Hay dos grandes dispositivos de individuación: uno genera humanidad a partir de la reproducción familiar y sexuada (complicando misteriosa, inútil y fatalmente los deseos con las genealogías) y el otro genera monstruosidad a partir de la reproducción por contagio (el pacto, la enfermedad, la amistad). La pregunta sobre la continuidad del sujeto que se lee en el enunciado “¿cómo y para qué reproducirse?” debería entenderse, entonces, con toda su fuerza (íntima y política): ¿qué es lo que nace con un hijo?, ¿fuerza de trabajo?, ¿procesos de identificación narcisista?, ¿el mejoramiento de la especie?
Si el clan de los Mann es una familia maldita (como las grandes familias de la tragedia griega) es precisamente por la zona de indeterminación en la que se mueve: en la falla colosal que hunde un imaginario completo en el océano de plomo de la historia. La pregunta de la época ya había sido formulada (Kafka, el célibe, decidió no reproducirse o, más bien, opuso la epidemia, la reproducción por contagio, a la filiación: no de otra cosa habla su literatura) y cuando Thomas Mann alcanzó a oírla ya era tarde. En Doktor Faustus, su novela sobre una vida intelectual ejemplar narrada por un humanista ejemplar, Mann hizo morir al niño Nepomuk (Echo) en medio de una agonía atroz causada por una meningitis viral. Conocemos la preocupación familiar alrededor del capítulo.
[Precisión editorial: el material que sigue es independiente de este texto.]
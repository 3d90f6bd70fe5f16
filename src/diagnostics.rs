//! Optional tracing of activation/GC/OOM events.
//!
//! Compiled to no-ops unless the `log` feature is enabled — this crate
//! does not force a logging backend on its users.

#[cfg(feature = "log")]
pub(crate) fn pool_activated(pool_idx: usize, waste: usize, group_mask: u32) {
    log::debug!(
        "pool {} activated (waste={}, group active mask={:#010b})",
        pool_idx,
        waste,
        group_mask
    );
}

#[cfg(not(feature = "log"))]
#[inline]
pub(crate) fn pool_activated(_pool_idx: usize, _waste: usize, _group_mask: u32) {}

#[cfg(feature = "log")]
pub(crate) fn gc_batch_drained(items: usize, mode_now: crate::gc::FreeMode) {
    log::trace!("gc batch drained {} items, mode now {:?}", items, mode_now);
}

#[cfg(not(feature = "log"))]
#[inline]
pub(crate) fn gc_batch_drained(_items: usize, _mode_now: crate::gc::FreeMode) {}

#[cfg(feature = "log")]
pub(crate) fn oom(requested_size: usize, slab_order: usize) {
    log::warn!("oom: size={} slab_order={}", requested_size, slab_order);
}

#[cfg(not(feature = "log"))]
#[inline]
pub(crate) fn oom(_requested_size: usize, _slab_order: usize) {}
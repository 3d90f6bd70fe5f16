//! # smallalloc
//!
//! A small-object slab allocator with a hybrid incremental/geometric
//! size-class table, redirect-and-reconcile waste accounting, and an
//! incremental delayed-free garbage collector.
//!
//! Allocations below [`SmallAlloc::objsize_max`] are served by one of a
//! fixed table of per-size-class pools, each backed by page-aligned
//! slabs from a shared [`SlabCache`]. Pools are grouped in batches that
//! share a slab size; within a group, small requests are initially
//! redirected to the group's largest (always-active) pool, and a pool
//! only pays for its own slabs once enough redirected waste has
//! accumulated against it. Requests above `objsize_max` go straight to
//! a direct large-allocation path on the same cache.
//!
//! ## Quick start
//!
//! ```rust
//! use smallalloc::{AllocatorConfig, SmallAlloc};
//!
//! let (mut alloc, actual_factor) = SmallAlloc::create(AllocatorConfig::default());
//! println!("realised growth factor: {actual_factor}");
//!
//! let ptr = alloc.smalloc(40).expect("oom");
//! alloc.smfree(ptr, 40);
//! ```
//!
//! ## Single-threaded
//!
//! Every type in this crate is `!Send`/`!Sync` by construction (no
//! locking primitives anywhere in the data path) — one [`SmallAlloc`]
//! instance serves one thread.

mod alloc;
mod config;
#[cfg(feature = "debug")]
mod debug;
mod diagnostics;
mod gc;
mod group;
mod mempool;
mod pool;
mod size_class;
mod slab_cache;
mod stats;
mod util;

pub use alloc::{AllocOption, SmallAlloc};
pub use config::AllocatorConfig;
pub use gc::FreeMode;
pub use mempool::PoolStats;
pub use stats::AllocStats;
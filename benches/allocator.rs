// Allocator microbenchmarks: classification/routing overhead across a
// grid of slab sizes and growth factors.

use criterion::{black_box, criterion_group, criterion_main, BenchmarkId, Criterion};
use smallalloc::{AllocatorConfig, SmallAlloc};

const SLAB_SIZES: [usize; 3] = [4 * 1024 * 1024, 8 * 1024 * 1024, 16 * 1024 * 1024];
const FACTORS: [f64; 6] = [1.01, 1.03, 1.05, 1.1, 1.3, 1.5];

fn make_alloc(slab_size: usize, factor: f64) -> SmallAlloc {
    let config = AllocatorConfig::default()
        .with_slab_orders(vec![slab_size])
        .with_factor(factor);
    SmallAlloc::create(config).0
}

fn bench_alloc_free_cycle(c: &mut Criterion) {
    let mut group = c.benchmark_group("alloc_free_cycle");

    for &slab_size in &SLAB_SIZES {
        for &factor in &FACTORS {
            let label = format!("slab={}KiB/factor={}", slab_size / 1024, factor);
            group.bench_with_input(BenchmarkId::new("small_object", label), &(slab_size, factor), |b, &(slab_size, factor)| {
                let mut alloc = make_alloc(slab_size, factor);
                b.iter(|| {
                    let ptr = alloc.smalloc(black_box(48)).expect("oom");
                    alloc.smfree(ptr, 48);
                });
            });
        }
    }
    group.finish();
}

fn bench_sustained_churn(c: &mut Criterion) {
    let mut group = c.benchmark_group("sustained_churn");

    for &factor in &FACTORS {
        group.bench_with_input(
            BenchmarkId::new("thousand_outstanding", factor),
            &factor,
            |b, &factor| {
                let mut alloc = make_alloc(4 * 1024 * 1024, factor);
                b.iter(|| {
                    let mut ptrs = Vec::with_capacity(1000);
                    for i in 0..1000 {
                        let size = 16 + (i % 64) * 8;
                        ptrs.push((alloc.smalloc(black_box(size)).expect("oom"), size));
                    }
                    for (ptr, size) in ptrs {
                        alloc.smfree(ptr, size);
                    }
                });
            },
        );
    }
    group.finish();
}

fn bench_large_passthrough(c: &mut Criterion) {
    let mut group = c.benchmark_group("large_passthrough");
    let mut alloc = make_alloc(4 * 1024 * 1024, 1.1);
    let big = alloc.objsize_max() * 8;

    group.bench_function("large_alloc_free", |b| {
        b.iter(|| {
            let ptr = alloc.smalloc(black_box(big)).expect("oom");
            alloc.smfree(ptr, big);
        });
    });
    group.finish();
}

criterion_group!(benches, bench_alloc_free_cycle, bench_sustained_churn, bench_large_passthrough);
criterion_main!(benches);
Después de todo, el modelo de Echo era el último vástago de los Mann, Frido.
Al matar literariamente a su nieto (¡en Los Ángeles!), el último bastión de la imaginación humanista declaraba su derrota: así como los sueños de la razón, también las fábricas y los institutos de humanidad engendran monstruos.
Veinte años después, en el corazón de la imaginación pop, el último de los Buendía habría de venir al mundo con cola de cerdo para ser devorado por hormigas, y casi sesenta años después, el drama de los Mann sería presentado, en una película que reconstruye el punto de vista del humanismo burgués, como el epifenómeno de uno de los más rancios conflictos imaginados por el siglo XIX: civilización o barbarie[279].